A 22-year-old man died Thursday when the single-engine plane he was piloting crashed in Southwest Alaska, according to authorities.
The pilot, identified as Joel Black of Ohio, was the only person onboard the Cessna 206, according to a statement from Lake Clark National Park and Preserve.
The National Transportation Safety Board said the plane was operated by Regal Air and carrying freight.
It departed from the Lake Hood Seaplane Base in Anchorage and was headed for "a remote landing site in the Bristol Bay area," said Brice Banning, NTSB senior aircraft accident investigator.
Banning said Friday he did not have a more specific destination and did not yet have information on what time the plane left Anchorage.
A woman who answered the phone at Regal Air on Friday morning declined to comment.
Megan Richotte, public information officer with Lake Clark National Park and Preserve, said the plane was reported missing around 9:30 a.m. Thursday, when the Rescue Coordination Center said an emergency locator transmitter had activated inside of the vast national park.
Around 1:45 p.m., park rangers found the plane, downed and burning in the Miller Creek drainage about 12 miles northeast of Port Alsworth.

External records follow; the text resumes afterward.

/// Keep mutants whose id or label contains `filter`.
pub fn filter_mutants(mut mutants: Vec<Mutant>, filter: Option<&str>) -> Vec<Mutant> {
    if let Some(filter) = filter {
        mutants.retain(|m| m.id.to_string() == filter || m.label().contains(filter));
    }
    mutants
}

/// Persists scheduler progress into the run's event log.
struct EventRecorder<'a> {
    run_id: &'a str,
    run_dir: &'a Path,
    events: &'a Path,
}

impl EventRecorder<'_> {
    fn write_log(&self, result: &MutationResult, log: &str) -> std::io::Result<Option<String>> {
        if log.is_empty() && !matches!(result.outcome, Outcome::Errored { .. }) {
            return Ok(None);
        }
        let base = self.run_dir.join("artifacts");
        std::fs::create_dir_all(&base)?;
        let name = format!("{}.log", result.mutant_id);
        let mut contents = log.to_string();
        if let Some(diagnostic) = &result.diagnostic {
            if log.is_empty() {
                contents.push_str(diagnostic);
                contents.push('\n');
            }
        }
        std::fs::write(base.join(&name), contents)?;
        Ok(Some(format!("artifacts/{name}")))
    }
}

impl RunObserver for EventRecorder<'_> {
    fn mutant_started(
        &mut self,
        _position: usize,
        _total: usize,
        mutant: &Mutant,
    ) -> Result<(), SchedulerError> {
        append_event(
            self.events,
            &MutationEvent::MutantStarted {
                run_id: self.run_id.to_string(),
                timestamp_ms: now_timestamp_ms(),
                mutant_id: mutant.id,
            },
        )
        .map_err(|e| SchedulerError::Observer(e.to_string()))
    }

    fn mutant_finished(
        &mut self,
        _mutant: &Mutant,
        result: &MutationResult,
        log: &str,
    ) -> Result<(), SchedulerError> {
        let log_artifact_path = self
            .write_log(result, log)
            .map_err(|e| SchedulerError::Observer(e.to_string()))?;
        append_event(
            self.events,
            &MutationEvent::MutantFinished {
                run_id: self.run_id.to_string(),
                timestamp_ms: now_timestamp_ms(),
                result: result.clone(),
                log_artifact_path,
            },
        )
        .map_err(|e| SchedulerError::Observer(e.to_string()))
    }
}

/// Drive `mutants` through the scheduler and close the session in the log.
fn execute(
    config: &MutationConfig,
    run_id: &str,
    run_dir: &Path,
    mutants: &[Mutant],
    runner: &dyn TestRunner,
) -> Result<(), MutationRunError> {
    let events = events_path(run_dir);
    let scheduler = Scheduler::new(InterceptionContext::new())
        .with_baseline(config.baseline)
        .with_interrupt(interrupt_flag());
    let mut recorder = EventRecorder {
        run_id,
        run_dir,
        events: &events,
    };

    let outcome = match scheduler.run_observed(mutants, runner, &mut recorder) {
        Ok(outcome) => outcome,
        Err(err) => {
            append_event(
                &events,
                &MutationEvent::RunInterrupted {
                    run_id: run_id.to_string(),
                    timestamp_ms: now_timestamp_ms(),
                    reason: err.to_string(),
                },
            )?;
            return Err(err.into());
        }
    };

    if outcome.interrupted {
        info!(run_id, "run interrupted, remaining mutants stay pending");
        append_event(
            &events,
            &MutationEvent::RunInterrupted {
                run_id: run_id.to_string(),
                timestamp_ms: now_timestamp_ms(),
                reason: "received interrupt signal".to_string(),
            },
        )?;
    } else {
        append_event(
            &events,
            &MutationEvent::RunCompleted {
                run_id: run_id.to_string(),
                timestamp_ms: now_timestamp_ms(),
            },
        )?;
    }
    Ok(())
}

/// Start a new mutation run over `mutants`, after applying the config filter.
pub fn run_new(
    config: &MutationConfig,
    mutants: Vec<Mutant>,
    runner: &dyn TestRunner,
) -> Result<RunResult, MutationRunError> {
    install_signal_handler_once()?;
    interrupt_flag().store(false, Ordering::SeqCst);

    let run_id = generate_run_id();
    let run_dir = config.run_root.join(&run_id);
    std::fs::create_dir_all(&run_dir)?;
    let events = events_path(&run_dir);

    let mutants = filter_mutants(mutants, config.filter.as_deref());
    info!(run_id = %run_id, mutants = mutants.len(), "starting mutation run");

    append_event(
        &events,
        &MutationEvent::RunStarted {
            run_id: run_id.clone(),
            timestamp_ms: now_timestamp_ms(),
            discovered: mutants.len(),
            config: Some(RunConfigSnapshot::from_config(config)),
        },
    )?;
    for mutant in &mutants {
        append_event(
            &events,
            &MutationEvent::MutantDiscovered {
                run_id: run_id.clone(),
                timestamp_ms: now_timestamp_ms(),
                mutant: mutant.clone(),
            },
        )?;
    }

    execute(config, &run_id, &run_dir, &mutants, runner)?;

    let snapshot = replay_events(&events)?;
    Ok(RunResult {
        run_id,
        run_dir,
        snapshot,
    })
}

/// Resume an existing run id, re-executing pending and interrupted mutants.
pub fn resume_run(
    config: &MutationConfig,
    run_id: &str,
    runner: &dyn TestRunner,
) -> Result<RunResult, MutationRunError> {
    install_signal_handler_once()?;
    interrupt_flag().store(false, Ordering::SeqCst);

    let run_dir = config.run_root.join(run_id);
    let events = events_path(&run_dir);
    let snapshot = replay_events(&events)?;

    if snapshot.completed {
        info!(run_id, "run already completed");
        return Ok(RunResult {
            run_id: run_id.to_string(),
            run_dir,
            snapshot,
        });
    }

    let pending = snapshot.pending_mutants();
    info!(run_id, remaining = pending.len(), "resuming mutation run");
    append_event(
        &events,
        &MutationEvent::RunResumed {
            run_id: run_id.to_string(),
            timestamp_ms: now_timestamp_ms(),
            remaining: pending.len(),
        },
    )?;

    execute(config, run_id, &run_dir, &pending, runner)?;

    let snapshot = replay_events(&events)?;
    Ok(RunResult {
        run_id: run_id.to_string(),
        run_dir,
        snapshot,
    })
}

#[derive(Debug, Clone, Copy, PartialEq, Eq, PartialOrd, Ord)]
struct RunIdKey {
    timestamp_ms: i64,
    pid: u32,
    sequence: u64,
}

fn parse_run_id_key(run_id: &str) -> Option<RunIdKey> {
    let mut parts = run_id.split('-');
    if parts.next()? != "run" {
        return None;
    }

    Some(RunIdKey {
        timestamp_ms: parts.next()?.parse().ok()?,
        pid: parts.next()?.parse().ok()?,
        sequence: parts.next()?.parse().ok()?,
    })
}

/// Settings left unset in `config` (filter, timeout, test command) match any
/// recorded value; the schema must always agree.
fn is_snapshot_compatible(snapshot: &RunSnapshot, config: &MutationConfig) -> bool {
    let Some(recorded) = &snapshot.info.config else {
        return false;
    };
    let current = RunConfigSnapshot::from_config(config);
    recorded.schema_path == current.schema_path
        && current
            .filter
            .as_ref()
            .is_none_or(|filter| recorded.filter.as_ref() == Some(filter))
        && current
            .timeout_secs
            .is_none_or(|timeout| recorded.timeout_secs == Some(timeout))
        && (current.test_command.is_empty() || recorded.test_command == current.test_command)
}

/// Newest unfinished run recorded with inputs compatible with `config`.
pub fn latest_incomplete_run(config: &MutationConfig) -> Result<Option<String>, MutationRunError> {
    if !config.run_root.exists() {
        return Ok(None);
    }

    let mut newest: Option<(RunIdKey, String)> = None;

    for entry in std::fs::read_dir(&config.run_root)? {
        let entry = entry?;
        if !entry.file_type()?.is_dir() {
            continue;
        }

        let run_id = entry.file_name().to_string_lossy().to_string();
        let Some(key) = parse_run_id_key(&run_id) else {
            continue;
        };

        let snapshot = match load_run_status(config, &run_id) {
            Ok(snapshot) => snapshot,
            Err(MutationRunError::State(_)) => continue,
            Err(err) => return Err(err),
        };

        if snapshot.completed || snapshot.pending_mutants().is_empty() {
            continue;
        }
        if !is_snapshot_compatible(&snapshot, config) {
            continue;
        }

        if newest.as_ref().is_none_or(|(current, _)| key > *current) {
            newest = Some((key, run_id));
        }
    }

    Ok(newest.map(|(_, run_id)| run_id))
}

/// Load run status snapshot.
pub fn load_run_status(
    config: &MutationConfig,
    run_id: &str,
) -> Result<RunSnapshot, MutationRunError> {
    let events = events_path(&config.run_root.join(run_id));
    Ok(replay_events(&events)?)
}

/// Render run report.
pub fn render_run_report(
    config: &MutationConfig,
    run_id: &str,
    format: ReportFormat,
) -> Result<String, MutationRunError> {
    let snapshot = load_run_status(config, run_id)?;
    Ok(render_report(&snapshot, format))
}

Richotte described the area of the crash as "a forested valley bottom in mountainous terrain."
Alaska State Troopers and park rangers recovered the pilot's body Thursday night, Richotte said. The body was flown to the medical examiner's office in Anchorage, she said.
Banning said he expected an NTSB investigator to travel to the scene of the crash Friday. He said what caused the crash remained under investigation.